What the task requires
Could you reproduce the lines below from the one with "Ok(value) if value.is_finite()" through the one with "the parsed document"? Keep both ends and add nothing.

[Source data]
=======
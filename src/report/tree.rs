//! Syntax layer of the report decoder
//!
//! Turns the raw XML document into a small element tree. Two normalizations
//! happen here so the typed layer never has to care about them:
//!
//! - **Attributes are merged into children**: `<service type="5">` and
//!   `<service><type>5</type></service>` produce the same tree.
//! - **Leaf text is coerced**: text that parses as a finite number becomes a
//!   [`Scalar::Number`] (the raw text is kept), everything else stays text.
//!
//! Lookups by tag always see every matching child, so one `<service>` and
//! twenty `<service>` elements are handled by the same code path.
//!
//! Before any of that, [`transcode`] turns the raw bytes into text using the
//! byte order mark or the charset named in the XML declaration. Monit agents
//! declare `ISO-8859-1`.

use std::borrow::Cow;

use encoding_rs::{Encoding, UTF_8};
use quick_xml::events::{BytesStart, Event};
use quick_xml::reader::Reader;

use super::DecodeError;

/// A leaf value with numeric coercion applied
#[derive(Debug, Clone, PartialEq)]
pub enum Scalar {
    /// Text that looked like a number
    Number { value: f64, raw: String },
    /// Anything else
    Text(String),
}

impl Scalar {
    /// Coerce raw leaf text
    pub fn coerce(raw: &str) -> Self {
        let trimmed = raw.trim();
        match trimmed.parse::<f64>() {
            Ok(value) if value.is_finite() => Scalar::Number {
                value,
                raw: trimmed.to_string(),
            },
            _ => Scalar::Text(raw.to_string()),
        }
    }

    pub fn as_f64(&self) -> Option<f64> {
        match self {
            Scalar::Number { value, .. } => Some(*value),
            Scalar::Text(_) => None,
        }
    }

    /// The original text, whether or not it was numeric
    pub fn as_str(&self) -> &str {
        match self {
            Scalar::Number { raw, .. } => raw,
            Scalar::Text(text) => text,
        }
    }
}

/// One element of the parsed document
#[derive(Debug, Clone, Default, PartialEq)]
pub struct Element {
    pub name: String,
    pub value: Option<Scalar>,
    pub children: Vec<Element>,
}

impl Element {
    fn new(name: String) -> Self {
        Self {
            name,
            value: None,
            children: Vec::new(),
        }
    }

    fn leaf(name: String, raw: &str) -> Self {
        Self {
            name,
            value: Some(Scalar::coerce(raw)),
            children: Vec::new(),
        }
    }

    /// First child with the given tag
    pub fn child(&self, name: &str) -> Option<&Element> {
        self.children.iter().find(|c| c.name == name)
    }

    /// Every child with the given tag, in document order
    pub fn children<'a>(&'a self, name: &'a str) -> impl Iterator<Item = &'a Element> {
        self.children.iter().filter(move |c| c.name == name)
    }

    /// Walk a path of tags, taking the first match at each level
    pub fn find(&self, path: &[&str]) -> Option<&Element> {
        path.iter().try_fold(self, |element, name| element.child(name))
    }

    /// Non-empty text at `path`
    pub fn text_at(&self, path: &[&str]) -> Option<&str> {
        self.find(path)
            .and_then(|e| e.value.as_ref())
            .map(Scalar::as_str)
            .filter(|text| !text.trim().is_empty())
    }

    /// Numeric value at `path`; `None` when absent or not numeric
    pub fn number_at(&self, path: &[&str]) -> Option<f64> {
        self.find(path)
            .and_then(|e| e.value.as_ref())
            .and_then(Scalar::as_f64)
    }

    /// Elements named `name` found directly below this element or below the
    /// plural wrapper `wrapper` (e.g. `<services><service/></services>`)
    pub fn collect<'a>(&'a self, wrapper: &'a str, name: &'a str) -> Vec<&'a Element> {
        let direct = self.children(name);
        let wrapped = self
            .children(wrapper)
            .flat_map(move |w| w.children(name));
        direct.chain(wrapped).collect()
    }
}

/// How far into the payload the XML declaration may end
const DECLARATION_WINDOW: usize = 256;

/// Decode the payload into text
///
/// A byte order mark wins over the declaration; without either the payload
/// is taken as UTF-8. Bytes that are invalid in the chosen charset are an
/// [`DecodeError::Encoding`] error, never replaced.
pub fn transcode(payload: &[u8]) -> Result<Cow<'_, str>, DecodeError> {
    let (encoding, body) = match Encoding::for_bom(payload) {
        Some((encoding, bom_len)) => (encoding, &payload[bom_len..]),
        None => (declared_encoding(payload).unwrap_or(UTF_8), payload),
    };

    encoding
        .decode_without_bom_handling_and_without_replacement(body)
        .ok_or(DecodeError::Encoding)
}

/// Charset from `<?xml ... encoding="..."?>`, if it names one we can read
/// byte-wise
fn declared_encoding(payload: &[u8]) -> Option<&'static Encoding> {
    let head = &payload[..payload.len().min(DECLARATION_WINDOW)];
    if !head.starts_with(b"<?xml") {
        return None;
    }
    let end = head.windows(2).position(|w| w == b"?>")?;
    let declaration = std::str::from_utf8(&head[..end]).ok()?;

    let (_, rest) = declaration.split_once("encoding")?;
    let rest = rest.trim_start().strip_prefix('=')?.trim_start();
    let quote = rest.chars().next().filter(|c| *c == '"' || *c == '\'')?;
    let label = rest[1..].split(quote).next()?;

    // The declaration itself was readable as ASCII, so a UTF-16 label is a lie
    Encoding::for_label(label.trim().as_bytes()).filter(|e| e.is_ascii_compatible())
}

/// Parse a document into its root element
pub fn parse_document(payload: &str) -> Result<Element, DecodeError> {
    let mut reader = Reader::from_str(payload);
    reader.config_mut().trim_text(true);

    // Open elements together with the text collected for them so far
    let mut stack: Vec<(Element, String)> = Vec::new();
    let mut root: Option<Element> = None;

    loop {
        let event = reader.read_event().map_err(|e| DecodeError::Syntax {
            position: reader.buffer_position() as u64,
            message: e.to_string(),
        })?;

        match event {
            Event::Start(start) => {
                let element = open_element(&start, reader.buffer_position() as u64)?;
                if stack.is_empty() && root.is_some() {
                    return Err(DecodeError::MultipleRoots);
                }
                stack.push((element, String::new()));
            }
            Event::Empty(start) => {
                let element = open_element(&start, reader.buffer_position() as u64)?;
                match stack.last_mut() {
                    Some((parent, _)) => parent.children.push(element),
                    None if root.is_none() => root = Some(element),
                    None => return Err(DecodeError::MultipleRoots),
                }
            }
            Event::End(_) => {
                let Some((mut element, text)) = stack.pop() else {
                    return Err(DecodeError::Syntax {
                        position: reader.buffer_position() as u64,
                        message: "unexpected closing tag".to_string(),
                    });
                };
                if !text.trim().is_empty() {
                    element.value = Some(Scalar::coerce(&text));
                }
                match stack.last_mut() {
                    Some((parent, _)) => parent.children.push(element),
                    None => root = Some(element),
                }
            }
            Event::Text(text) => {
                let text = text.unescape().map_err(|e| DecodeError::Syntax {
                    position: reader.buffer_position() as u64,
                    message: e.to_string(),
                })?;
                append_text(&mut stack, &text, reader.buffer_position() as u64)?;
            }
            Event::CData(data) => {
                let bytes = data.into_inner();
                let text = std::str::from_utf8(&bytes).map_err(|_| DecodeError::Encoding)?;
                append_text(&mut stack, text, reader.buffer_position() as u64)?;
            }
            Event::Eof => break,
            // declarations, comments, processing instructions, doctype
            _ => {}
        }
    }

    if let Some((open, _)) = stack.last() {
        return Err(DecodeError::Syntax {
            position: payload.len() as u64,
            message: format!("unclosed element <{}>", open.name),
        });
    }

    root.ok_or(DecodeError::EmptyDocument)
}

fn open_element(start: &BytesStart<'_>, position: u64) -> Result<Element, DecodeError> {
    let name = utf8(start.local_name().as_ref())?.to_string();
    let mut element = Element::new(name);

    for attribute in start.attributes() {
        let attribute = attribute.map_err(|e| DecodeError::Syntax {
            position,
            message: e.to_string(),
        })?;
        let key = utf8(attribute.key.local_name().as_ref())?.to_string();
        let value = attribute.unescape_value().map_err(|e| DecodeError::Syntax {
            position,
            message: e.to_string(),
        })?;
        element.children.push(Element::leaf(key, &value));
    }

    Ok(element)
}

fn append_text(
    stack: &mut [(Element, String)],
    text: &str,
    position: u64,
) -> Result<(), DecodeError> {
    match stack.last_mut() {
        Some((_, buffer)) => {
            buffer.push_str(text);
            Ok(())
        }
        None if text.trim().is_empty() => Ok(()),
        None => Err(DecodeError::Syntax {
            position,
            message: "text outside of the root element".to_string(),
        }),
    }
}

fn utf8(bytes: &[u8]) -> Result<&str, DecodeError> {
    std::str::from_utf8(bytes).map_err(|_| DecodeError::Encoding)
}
=======
Solution to this exercise
            Ok(value) if value.is_finite() => Scalar::Number {
                value,
                raw: trimmed.to_string(),
            },
            _ => Scalar::Text(raw.to_string()),
        }
    }

    pub fn as_f64(&self) -> Option<f64> {
        match self {
            Scalar::Number { value, .. } => Some(*value),
            Scalar::Text(_) => None,
        }
    }

    /// The original text, whether or not it was numeric
    pub fn as_str(&self) -> &str {
        match self {
            Scalar::Number { raw, .. } => raw,
            Scalar::Text(text) => text,
        }
    }
}

/// One element of the parsed document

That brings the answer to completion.